Start of Block

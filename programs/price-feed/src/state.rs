use anchor_lang::prelude::*;

/// Largest accepted scale exponent. 10^18 keeps every `amount * rate` product
/// inside u128 for u64 operands.
pub const MAX_DECIMALS: u8 = 18;

#[account]
pub struct PriceFeed {
    pub authority: Pubkey,
    pub feed_id: u64,
    pub rate: u64,      // collateral per debt unit, scaled by 10^decimals
    pub decimals: u8,
    pub is_stale: bool, // set by the authority when the source is unreliable
    pub max_age: i64,   // seconds a published answer stays fresh (0 = no limit)
    pub updated_at: i64,
    pub bump: u8,
}

impl PriceFeed {
    pub const SIZE: usize = 8 + // discriminator
        32 + // authority
        8 +  // feed_id
        8 +  // rate
        1 +  // decimals
        1 +  // is_stale
        8 +  // max_age
        8 +  // updated_at
        1;   // bump

    /// Staleness as seen at unix time `now`: either flagged by the authority
    /// or older than `max_age`.
    pub fn is_stale_at(&self, now: i64) -> bool {
        if self.is_stale {
            return true;
        }
        self.max_age > 0 && now.saturating_sub(self.updated_at) > self.max_age
    }
}

/// A published answer must quote a positive rate on a supported scale.
pub fn validate_answer(rate: u64, decimals: u8) -> Result<()> {
    require!(rate > 0, FeedError::InvalidRate);
    require!(decimals <= MAX_DECIMALS, FeedError::InvalidDecimals);
    Ok(())
}

#[derive(AnchorSerialize, AnchorDeserialize, Clone, Debug)]
pub struct InitializeFeedParams {
    pub feed_id: u64,
    pub rate: u64,
    pub decimals: u8,
    pub is_stale: bool,
    pub max_age: i64,
}

#[event]
pub struct AnswerUpdated {
    pub feed: Pubkey,
    pub rate: u64,
    pub decimals: u8,
}

#[event]
pub struct StalenessSet {
    pub feed: Pubkey,
    pub is_stale: bool,
}

#[error_code]
pub enum FeedError {
    #[msg("Unauthorized")]
    Unauthorized,
    #[msg("Decimals exceed the supported scale")]
    InvalidDecimals,
    #[msg("Max age must not be negative")]
    InvalidMaxAge,
    #[msg("Rate must be greater than zero")]
    InvalidRate,
}

#[cfg(test)]
mod tests {
    use super::*;

    fn feed(is_stale: bool, max_age: i64, updated_at: i64) -> PriceFeed {
        PriceFeed {
            authority: Pubkey::new_unique(),
            feed_id: 0,
            rate: 1,
            decimals: 0,
            is_stale,
            max_age,
            updated_at,
            bump: 255,
        }
    }

    #[test]
    fn flag_marks_feed_stale() {
        assert!(feed(true, 0, 100).is_stale_at(100));
        assert!(!feed(false, 0, 100).is_stale_at(100));
    }

    #[test]
    fn zero_max_age_never_expires() {
        assert!(!feed(false, 0, 0).is_stale_at(i64::MAX));
    }

    #[test]
    fn answer_expires_after_max_age() {
        let f = feed(false, 300, 1_000);
        assert!(!f.is_stale_at(1_300));
        assert!(f.is_stale_at(1_301));
    }

    #[test]
    fn clock_behind_publish_time_is_fresh() {
        assert!(!feed(false, 300, 1_000).is_stale_at(900));
    }

    #[test]
    fn answers_need_a_positive_rate() {
        assert_eq!(validate_answer(0, 6).unwrap_err(), FeedError::InvalidRate.into());
        assert_eq!(validate_answer(0, 0).unwrap_err(), FeedError::InvalidRate.into());
        assert!(validate_answer(1, 0).is_ok());
    }

    #[test]
    fn answers_need_a_supported_scale() {
        assert!(validate_answer(5, MAX_DECIMALS).is_ok());
        assert_eq!(
            validate_answer(5, MAX_DECIMALS + 1).unwrap_err(),
            FeedError::InvalidDecimals.into()
        );
    }
}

End of Block

What you are asked to do
Please state how many lines in the listing contain the string "bool", and give nothing besides that number.

Written solution
5